India overtook China as the world’s fastest growing major economy on Monday, leading some asset allocators to suggest it might be time to put China allocations on hold and opt for India instead.

India's rise highlights China's challenges
3 minutes

According to Jason Hollands from Tilney Best Invest, China’s “imitation of capitalism”, is one of the major reasons for China’s current economic challenges. It has propped up inefficient businesses and avoided the healthy cycle of defaults that would occur in a true market economy, allowing overcapacity to build up, creating a potential deflationary powder keg, according to Hollands. 

“Official policy recognises the need to rebalance the economy away from internal investment and exports, and to develop the Chinese consumer and service sectors instead. But this is a transition which is not a quick fix and will take many, many years,” said Hollands.

Hollands notes that some of the best Asian and emerging market managers are also very wary of China, including Angus Tulloch, whose Stewart Investors Asia Pacific Leaders fund currently has only 1.3% invested in mainland China, compared to an index weighting of 23.5%. “Instead, the Stewart Investors team are putting their chips on the India table, with 23.1% exposure, versus a 7.6% index weighting,” said Hollands. 

India is indeed on a roll, as the recent GDP figures would suggest. “Despite the recent volatility in the emerging markets, India remains a bright spot,” said Ajay Marwaha, director of investments at Sun Global Investments.

“Helped by low oil prices, the Indian government has made significant reforms to bring down the deficit and manage inflation.

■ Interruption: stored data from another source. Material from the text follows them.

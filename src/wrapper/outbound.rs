//! Canonical wrapper to wire body and headers.

use super::{bypass, message_qname, wrapper_parts};
use crate::binding::{rpc_wrapper_name, BoundOperation, Direction, Part, Placement};
use crate::config::EndpointRole;
use crate::error::Result;
use crate::fault::Fault;
use crate::interceptor::{Interceptor, Phase};
use crate::message::{Content, Message};
use crate::parser::{new_element, significant_children};
use crate::qname::QName;
use crate::wsdl::Style;
use tracing::debug;
use xmltree::{Element, XMLNode};

/// Prefix of the generated RPC wrapper element.
const RPC_PREFIX: &str = "m";

/// Turns a canonical wrapper back into a wire payload.
#[derive(Debug)]
pub struct JbiOutInterceptor {
    role: EndpointRole,
    enabled: bool,
}

impl JbiOutInterceptor {
    pub const NAME: &'static str = "JbiOutInterceptor";

    pub fn new(role: EndpointRole) -> Self {
        Self {
            role,
            enabled: true,
        }
    }

    pub fn enabled(mut self, enabled: bool) -> Self {
        self.enabled = enabled;
        self
    }
}

impl Interceptor for JbiOutInterceptor {
    fn name(&self) -> &str {
        Self::NAME
    }

    fn phase(&self) -> Phase {
        Phase::MARSHAL
    }

    fn handle(&self, message: &mut Message) -> Result<()> {
        if bypass(self.enabled, message) {
            return Ok(());
        }

        let operation = BoundOperation::of(message)
            .cloned()
            .ok_or_else(|| Fault::sender("No operation bound to message"))?;
        let info = operation.outbound_message(self.role).ok_or_else(|| {
            Fault::sender(format!(
                "Operation {} has no outbound message",
                operation.name()
            ))
        })?;

        // Checked on a copy; the message changes only once every part fits.
        let root = message
            .content_tree()?
            .filter(|r| message_qname().matches(r))
            .cloned()
            .ok_or_else(|| Fault::sender(format!("Expected {} element", message_qname())))?;

        let parts: Vec<&Element> = wrapper_parts(&root).collect();
        if parts.len() != info.parts().len() {
            return Err(Fault::sender(format!(
                "Expected {} parts, found {}",
                info.parts().len(),
                parts.len()
            ))
            .into());
        }

        let mut rpc_wrapper = match operation.style() {
            Style::Rpc => {
                let local = rpc_wrapper_name(&operation, self.role, Direction::Outbound);
                let namespace = info.body_namespace().unwrap_or("");
                Some(new_element(
                    &QName::new(namespace, local),
                    Some(RPC_PREFIX),
                ))
            }
            Style::Document => None,
        };
        let mut document_body = None;
        let mut headers = Vec::new();

        for (part, jbi_part) in info.parts().iter().zip(parts) {
            match (part.placement(), rpc_wrapper.as_mut()) {
                (Placement::Body, Some(wrapper)) => {
                    let mut accessor = Element::new(part.name());
                    accessor.children.extend(jbi_part.children.iter().cloned());
                    wrapper.children.push(XMLNode::Element(accessor));
                }
                (Placement::Body, None) => {
                    document_body = Some(single_element(part, jbi_part)?);
                }
                (Placement::Header, _) => {
                    headers.extend(header_elements(part, jbi_part)?);
                }
            }
        }

        for header in headers {
            message.insert_soap_header(header);
        }

        match rpc_wrapper.or(document_body) {
            Some(body) => message.set_content(Content::Tree(body)),
            None => message.clear_content(),
        }

        debug!(
            operation = %operation.name(),
            message_type = %info.message_type(),
            parts = info.parts().len(),
            "Unwrapped outbound message"
        );
        Ok(())
    }
}

/// The only element of a part, checked against the declared element name.
fn single_element(part: &Part, jbi_part: &Element) -> Result<Element> {
    let mut nodes = significant_children(jbi_part);
    let element = match (nodes.next(), nodes.next()) {
        (Some(XMLNode::Element(element)), None) => element,
        _ => {
            return Err(Fault::sender(format!(
                "Part '{}' must contain exactly one element",
                part.name()
            ))
            .into())
        }
    };
    check_element(part, element)?;
    Ok(element.clone())
}

/// The entries of a header part: one or more elements of the declared name.
fn header_elements(part: &Part, jbi_part: &Element) -> Result<Vec<Element>> {
    let mut elements = Vec::new();
    for node in significant_children(jbi_part) {
        match node {
            XMLNode::Element(element) => {
                check_element(part, element)?;
                elements.push(element.clone());
            }
            _ => {
                return Err(Fault::sender(format!(
                    "Header part '{}' must contain only elements",
                    part.name()
                ))
                .into())
            }
        }
    }
    if elements.is_empty() {
        return Err(Fault::sender(format!(
            "Header part '{}' must contain at least one element",
            part.name()
        ))
        .into());
    }
    Ok(elements)
}

fn check_element(part: &Part, element: &Element) -> Result<()> {
    match part.element() {
        Some(expected) if !expected.matches(element) => Err(Fault::sender(format!(
            "Part '{}' expects element {}, found {}",
            part.name(),
            expected,
            QName::of(element)
        ))
        .into()),
        _ => Ok(()),
    }
}

#[cfg(test)]
mod tests {
    use super::*;
    use crate::binding::tests::{stock_model, TNS, TYPES};
    use crate::parser::{child_elements, parse_document, text_of};
    use crate::wrapper::JBI_WRAPPER_NS;

    fn bound(xml: String, operation: &str) -> Message {
        let model = stock_model("rpc");
        let op = model.operation(&QName::new(TNS, operation)).unwrap().clone();
        let mut message = Message::with_tree(parse_document(xml.as_bytes()).unwrap());
        message.put(BoundOperation(op));
        message
    }

    fn response(parts: &str) -> String {
        format!(
            r#"<jbi:message xmlns:jbi="{JBI_WRAPPER_NS}" version="1.0" name="x">{parts}</jbi:message>"#
        )
    }

    #[test]
    fn test_unwrap_document() {
        let xml = response(&format!(
            r#"<jbi:part><t:GetPriceResponse xmlns:t="{TYPES}"><t:Price>1.5</t:Price></t:GetPriceResponse></jbi:part>"#
        ));
        let mut message = bound(xml, "GetPrice");
        JbiOutInterceptor::new(EndpointRole::Provider)
            .handle(&mut message)
            .unwrap();
        let body = message.content_tree().unwrap().unwrap();
        assert_eq!(QName::of(body), QName::new(TYPES, "GetPriceResponse"));
    }

    #[test]
    fn test_unwrap_rpc_response() {
        let xml = response("<jbi:part>12.5</jbi:part>");
        let mut message = bound(xml, "Quote");
        JbiOutInterceptor::new(EndpointRole::Provider)
            .handle(&mut message)
            .unwrap();
        let body = message.content_tree().unwrap().unwrap();
        assert_eq!(QName::of(body), QName::new("urn:quotes", "QuoteResponse"));
        let price = child_elements(body).next().unwrap();
        assert_eq!(price.name, "price");
        assert!(price.namespace.is_none());
        assert_eq!(text_of(price), "12.5");
    }

    #[test]
    fn test_consumer_request_with_header() {
        let xml = response(&format!(
            r#"<jbi:part><t:GetPrice xmlns:t="{TYPES}"/></jbi:part><jbi:part><t:Auth xmlns:t="{TYPES}">k</t:Auth></jbi:part>"#
        ));
        let mut message = bound(xml, "GetPrice");
        JbiOutInterceptor::new(EndpointRole::Consumer)
            .handle(&mut message)
            .unwrap();
        assert!(message.soap_header(&QName::new(TYPES, "Auth")).is_some());
        assert_eq!(message.content_tree().unwrap().unwrap().name, "GetPrice");
    }

    #[test]
    fn test_part_count_mismatch() {
        let mut message = bound(response(""), "GetPrice");
        let err = JbiOutInterceptor::new(EndpointRole::Provider)
            .handle(&mut message)
            .unwrap_err();
        assert!(err.as_fault().unwrap().reason().contains("Expected 1 parts, found 0"));
    }

    #[test]
    fn test_wrong_root() {
        let mut message = bound("<other/>".to_string(), "GetPrice");
        let err = JbiOutInterceptor::new(EndpointRole::Provider)
            .handle(&mut message)
            .unwrap_err();
        assert!(err.as_fault().unwrap().is_sender());
    }

    #[test]
    fn test_wrong_element() {
        let xml = response(&format!(r#"<jbi:part><t:Nope xmlns:t="{TYPES}"/></jbi:part>"#));
        let mut message = bound(xml, "GetPrice");
        let err = JbiOutInterceptor::new(EndpointRole::Provider)
            .handle(&mut message)
            .unwrap_err();
        assert!(err.as_fault().unwrap().reason().contains("Nope"));

        // The canonical payload is still there.
        let root = message.content_tree().unwrap().unwrap();
        assert_eq!(root.name, "message");
    }

    #[test]
    fn test_header_part_with_repeated_entries() {
        let xml = response(&format!(
            r#"<jbi:part><t:GetPrice xmlns:t="{TYPES}"/></jbi:part><jbi:part><t:Auth xmlns:t="{TYPES}">a</t:Auth><t:Auth xmlns:t="{TYPES}">b</t:Auth></jbi:part>"#
        ));
        let mut message = bound(xml, "GetPrice");
        JbiOutInterceptor::new(EndpointRole::Consumer)
            .handle(&mut message)
            .unwrap();
        let values: Vec<String> = message
            .soap_header_entries(&QName::new(TYPES, "Auth"))
            .iter()
            .map(text_of)
            .collect();
        assert_eq!(values, vec!["a", "b"]);
    }

    #[test]
    fn test_bad_header_part_adds_no_headers() {
        let xml = response(&format!(
            r#"<jbi:part><t:GetPrice xmlns:t="{TYPES}"/></jbi:part><jbi:part><t:Other xmlns:t="{TYPES}"/></jbi:part>"#
        ));
        let mut message = bound(xml, "GetPrice");
        assert!(JbiOutInterceptor::new(EndpointRole::Consumer)
            .handle(&mut message)
            .is_err());
        assert!(message.soap_headers().is_empty());
    }

    #[test]
    fn test_multiple_elements_in_document_part() {
        let xml = response(&format!(
            r#"<jbi:part><t:GetPriceResponse xmlns:t="{TYPES}"/><t:GetPriceResponse xmlns:t="{TYPES}"/></jbi:part>"#
        ));
        let mut message = bound(xml, "GetPrice");
        let err = JbiOutInterceptor::new(EndpointRole::Provider)
            .handle(&mut message)
            .unwrap_err();
        assert!(err.as_fault().unwrap().reason().contains("exactly one element"));
    }
}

This, combined with the government’s ambition to make India the world’s preferred destination for investment through the opening up of the bond market, has created optimism around India’s growth trajectory,” he added. 

There are several reasons for choosing India, according to Georgina Hellyer, global emerging markets portfolio manager at Columbia Threadneedle. First, as a commodity importer and net importer of oil, the country has received a massive boost to its terms of trade lately. Second, it is a great example of a structural growth story. And, as often mentioned, it has a rapidly growing working population. “Historically, it hasn’t reached its potential,” said Hellyer. But its investor-friendly government with a mandate for reform should lead to a “steep change in the growth rate of the Indian economy,” according to Hellyer.  

Marwaha remains optimistic. “Higher disposable incomes, increased government consumption and a marginal pickup in investments via capital expenditure give us reason enough to believe that a gradual growth recovery is underway and we expect India’s growth rate to straddle 8% in 2016.”

Damian Testi, an investment manager at Walker Crips, would choose China over India for the foreseeable future, however. “My opinion is based upon the twin factors of geography and bureaucracy. China has established a head start through deploying significant amounts of capital around the world. Over the past five to ten years, China has clearly aimed to capitalise on a diversified portfolio for the future. Meanwhile, India is advancing structurally, but is still a number of evolutionary steps behind China. In the long term, demographics favour India, but in the nearer future China has built a dominant position on the monopoly board of global assets,” he said.